| WORK REQUEST |
Every entry needs to be printed exactly, please.

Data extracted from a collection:
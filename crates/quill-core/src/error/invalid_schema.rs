use super::Error;

/// Error when a schema definition is invalid.
///
/// This occurs when:
/// - A relation points at a model that does not exist
/// - Relation `fields` and `references` have different lengths
/// - A model has no id fields
/// - A delegate sub-model names a base model that is not a delegate
///
/// These errors are caught once, when the client is built.
#[derive(Debug)]
pub(super) struct InvalidSchema {
    message: Box<str>,
}

impl std::error::Error for InvalidSchema {}

impl core::fmt::Display for InvalidSchema {
    fn fmt(&self, f: &mut core::fmt::Formatter) -> core::fmt::Result {
        write!(f, "invalid schema: {}", self.message)
    }
}

impl Error {
    /// Creates an invalid schema error.
    pub fn invalid_schema(message: impl Into<String>) -> Error {
        Error::from(super::ErrorKind::InvalidSchema(InvalidSchema {
            message: message.into().into(),
        }))
    }

    /// Returns `true` if this error is an invalid schema error.
    pub fn is_invalid_schema(&self) -> bool {
        self.any_kind(|kind| matches!(kind, super::ErrorKind::InvalidSchema(_)))
    }
}
//! Main layout rendering for the TUI.

use crate::app::{App, AppView};
use crate::ui::widgets::figure::FigureWidget;
use crate::ui::widgets::nav_drawer::NavDrawerWidget;
use crate::ui::widgets::panel::PanelWidget;
use crate::ui::widgets::tab_bar::TabBarWidget;
use ratatui::{
    prelude::*,
    widgets::{Block, Borders, Clear, Paragraph, Wrap},
};

/// Draw the main application UI
pub fn draw(frame: &mut Frame, app: &App) {
    let area = frame.area();

    match app.view {
        AppView::Browse => draw_browse(frame, app, area),
        AppView::Help => draw_help(frame, area),
    }

    // Draw navigation drawer overlay if open
    if app.nav.is_open() {
        draw_nav_drawer(frame, app, area);
    }

    // Draw error message overlay if present
    if let Some(ref error) = app.error_message {
        draw_error_overlay(frame, error, area);
    }
}

/// Draw the main browse view: header, tab bar, figure + panel, footer
fn draw_browse(frame: &mut Frame, app: &App, area: Rect) {
    let chunks = Layout::default()
        .direction(Direction::Vertical)
        .constraints([
            Constraint::Length(2), // Header
            Constraint::Length(2), // Tab bar
            Constraint::Min(0),    // Content
            Constraint::Length(2), // Footer
        ])
        .split(area);

    // Header with the nav toggle indicator on the right
    let header = Line::from(vec![
        Span::styled(
            "rove-tui",
            Style::default().fg(Color::Cyan).add_modifier(Modifier::BOLD),
        ),
        Span::raw("  "),
        Span::styled(
            NavDrawerWidget::toggle_indicator(&app.nav),
            Style::default().fg(Color::DarkGray),
        ),
    ]);
    frame.render_widget(
        Paragraph::new(header).block(Block::default().borders(Borders::BOTTOM)),
        chunks[0],
    );

    // Tab bar
    let tab_bar = TabBarWidget::new(app.tabs.tabs(), app.tabs.selected(), app.tabs.focused());
    frame.render_widget(tab_bar, chunks[1]);

    // Content: figure on the left, panel on the right
    let content = Layout::default()
        .direction(Direction::Horizontal)
        .constraints([Constraint::Percentage(40), Constraint::Percentage(60)])
        .split(chunks[2]);

    frame.render_widget(FigureWidget::new(app.deck.visible_figure()), content[0]);
    frame.render_widget(PanelWidget::new(app.deck.visible_panel()), content[1]);

    // Footer with keybinding hints
    let footer_text =
        " ←/→: Move focus | Enter: Activate | 1-9: Activate tab | m: Menu | ?: Help | q: Quit ";
    let footer = Paragraph::new(footer_text)
        .style(Style::default().fg(Color::DarkGray))
        .block(Block::default().borders(Borders::TOP));
    frame.render_widget(footer, chunks[3]);
}

/// Draw the navigation drawer over the left edge of the screen
fn draw_nav_drawer(frame: &mut Frame, app: &App, area: Rect) {
    let width = area.width.min(28);
    let drawer_area = Rect {
        x: area.x,
        y: area.y,
        width,
        height: area.height,
    };

    frame.render_widget(Clear, drawer_area);
    frame.render_widget(NavDrawerWidget::new(&app.nav), drawer_area);
}

/// Draw the help overlay with keybindings
fn draw_help(frame: &mut Frame, area: Rect) {
    let lines = vec![
        Line::from("Keybindings"),
        Line::default(),
        Line::from("  ←/h        Move focus to the previous tab"),
        Line::from("  →/l        Move focus to the next tab"),
        Line::from("  Enter/Space  Activate the focused tab"),
        Line::from("  1-9        Activate a tab directly"),
        Line::from("  m          Toggle the navigation drawer"),
        Line::from("  Esc        Close overlay / dismiss error"),
        Line::from("  q          Quit"),
        Line::default(),
        Line::from("Moving focus never changes the shown panel;"),
        Line::from("only activation does."),
    ];

    let help = Paragraph::new(lines)
        .wrap(Wrap { trim: false })
        .block(Block::default().borders(Borders::ALL).title("Help"));
    frame.render_widget(help, centered_rect(area, 52, 16));
}

/// Draw an error overlay near the bottom of the screen
fn draw_error_overlay(frame: &mut Frame, error: &str, area: Rect) {
    let msg_area = Rect {
        x: area.x + 2,
        y: area.y + area.height.saturating_sub(5),
        width: area.width.saturating_sub(4),
        height: 3,
    };

    frame.render_widget(Clear, msg_area);

    let overlay = Paragraph::new(error)
        .style(Style::default().fg(Color::Red))
        .block(
            Block::default()
                .borders(Borders::ALL)
                .title("Error (Esc to dismiss)")
                .border_style(Style::default().fg(Color::Red)),
        );
    frame.render_widget(overlay, msg_area);
}

/// Center a fixed-size rect inside `area`, clamped to fit
fn centered_rect(area: Rect, width: u16, height: u16) -> Rect {
    let width = width.min(area.width);
    let height = height.min(area.height);
    Rect {
        x: area.x + (area.width - width) / 2,
        y: area.y + (area.height - height) / 2,
        width,
        height,
    }
}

| EXERCISE RESULT |
filename crates/quill-core/src/error/invalid_schema.rs
use super::Error;

/// Error when a schema definition is invalid.
///
/// This occurs when:
/// - A relation points at a model that does not exist
/// - Relation `fields` and `references` have different lengths
/// - A model has no id fields
/// - A delegate sub-model names a base model that is not a delegate
///
/// These errors are caught once, when the client is built.
#[derive(Debug)]
pub(super) struct InvalidSchema {
    message: Box<str>,
}

impl std::error::Error for InvalidSchema {}

impl core::fmt::Display for InvalidSchema {
    fn fmt(&self, f: &mut core::fmt::Formatter) -> core::fmt::Result {
        write!(f, "invalid schema: {}", self.message)
    }
}

impl Error {
    /// Creates an invalid schema error.
    pub fn invalid_schema(message: impl Into<String>) -> Error {
        Error::from(super::ErrorKind::InvalidSchema(InvalidSchema {
            message: message.into().into(),
        }))
    }

    /// Returns `true` if this error is an invalid schema error.
    pub fn is_invalid_schema(&self) -> bool {
        self.any_kind(|kind| matches!(kind, super::ErrorKind::InvalidSchema(_)))
    }
}
//! Main layout rendering for the TUI.

use crate::app::{App, AppView};
use crate::ui::widgets::figure::FigureWidget;
use crate::ui::widgets::nav_drawer::NavDrawerWidget;
use crate::ui::widgets::panel::PanelWidget;
use crate::ui::widgets::tab_bar::TabBarWidget;
use ratatui::{
    prelude::*,
    widgets::{Block, Borders, Clear, Paragraph, Wrap},
};

/// Draw the main application UI
pub fn draw(frame: &mut Frame, app: &App) {
    let area = frame.area();

    match app.view {
        AppView::Browse => draw_browse(frame, app, area),
        AppView::Help => draw_help(frame, area),
    }

    // Draw navigation drawer overlay if open
    if app.nav.is_open() {
        draw_nav_drawer(frame, app, area);
    }

    // Draw error message overlay if present
    if let Some(ref error) = app.error_message {
        draw_error_overlay(frame, error, area);
    }
}

/// Draw the main browse view: header, tab bar, figure + panel, footer
fn draw_browse(frame: &mut Frame, app: &App, area: Rect) {
    let chunks = Layout::default()
        .direction(Direction::Vertical)
        .constraints([
            Constraint::Length(2), // Header
            Constraint::Length(2), // Tab bar
            Constraint::Min(0),    // Content
            Constraint::Length(2), // Footer
        ])
        .split(area);

    // Header with the nav toggle indicator on the right
    let header = Line::from(vec![
        Span::styled(
            "rove-tui",
            Style::default().fg(Color::Cyan).add_modifier(Modifier::BOLD),
        ),
        Span::raw("  "),
        Span::styled(
            NavDrawerWidget::toggle_indicator(&app.nav),
            Style::default().fg(Color::DarkGray),
        ),
    ]);
    frame.render_widget(
        Paragraph::new(header).block(Block::default().borders(Borders::BOTTOM)),
        chunks[0],
    );

    // Tab bar
    let tab_bar = TabBarWidget::new(app.tabs.tabs(), app.tabs.selected(), app.tabs.focused());
    frame.render_widget(tab_bar, chunks[1]);

    // Content: figure on the left, panel on the right
    let content = Layout::default()
        .direction(Direction::Horizontal)
        .constraints([Constraint::Percentage(40), Constraint::Percentage(60)])
        .split(chunks[2]);

    frame.render_widget(FigureWidget::new(app.deck.visible_figure()), content[0]);
    frame.render_widget(PanelWidget::new(app.deck.visible_panel()), content[1]);

    // Footer with keybinding hints
    let footer_text =
        " ←/→: Move focus | Enter: Activate | 1-9: Activate tab | m: Menu | ?: Help | q: Quit ";
    let footer = Paragraph::new(footer_text)
        .style(Style::default().fg(Color::DarkGray))
        .block(Block::default().borders(Borders::TOP));
    frame.render_widget(footer, chunks[3]);
}

/// Draw the navigation drawer over the left edge of the screen
fn draw_nav_drawer(frame: &mut Frame, app: &App, area: Rect) {
    let width = area.width.min(28);
    let drawer_area = Rect {
        x: area.x,
        y: area.y,
        width,
        height: area.height,
    };

    frame.render_widget(Clear, drawer_area);
    frame.render_widget(NavDrawerWidget::new(&app.nav), drawer_area);
}

/// Draw the help overlay with keybindings
fn draw_help(frame: &mut Frame, area: Rect) {
    let lines = vec![
        Line::from("Keybindings"),
        Line::default(),
        Line::from("  ←/h        Move focus to the previous tab"),
        Line::from("  →/l        Move focus to the next tab"),
        Line::from("  Enter/Space  Activate the focused tab"),
        Line::from("  1-9        Activate a tab directly"),
        Line::from("  m          Toggle the navigation drawer"),
        Line::from("  Esc        Close overlay / dismiss error"),
        Line::from("  q          Quit"),
        Line::default(),
        Line::from("Moving focus never changes the shown panel;"),
        Line::from("only activation does."),
    ];

    let help = Paragraph::new(lines)
        .wrap(Wrap { trim: false })
        .block(Block::default().borders(Borders::ALL).title("Help"));
    frame.render_widget(help, centered_rect(area, 52, 16));
}

/// Draw an error overlay near the bottom of the screen
fn draw_error_overlay(frame: &mut Frame, error: &str, area: Rect) {
    let msg_area = Rect {
        x: area.x + 2,
        y: area.y + area.height.saturating_sub(5),
        width: area.width.saturating_sub(4),
        height: 3,
    };

    frame.render_widget(Clear, msg_area);

    let overlay = Paragraph::new(error)
        .style(Style::default().fg(Color::Red))
        .block(
            Block::default()
                .borders(Borders::ALL)
                .title("Error (Esc to dismiss)")
                .border_style(Style::default().fg(Color::Red)),
        );
    frame.render_widget(overlay, msg_area);
}

/// Center a fixed-size rect inside `area`, clamped to fit
fn centered_rect(area: Rect, width: u16, height: u16) -> Rect {
    let width = width.min(area.width);
    let height = height.min(area.height);
    Rect {
        x: area.x + (area.width - width) / 2,
        y: area.y + (area.height - height) / 2,
        width,
        height,
    }
}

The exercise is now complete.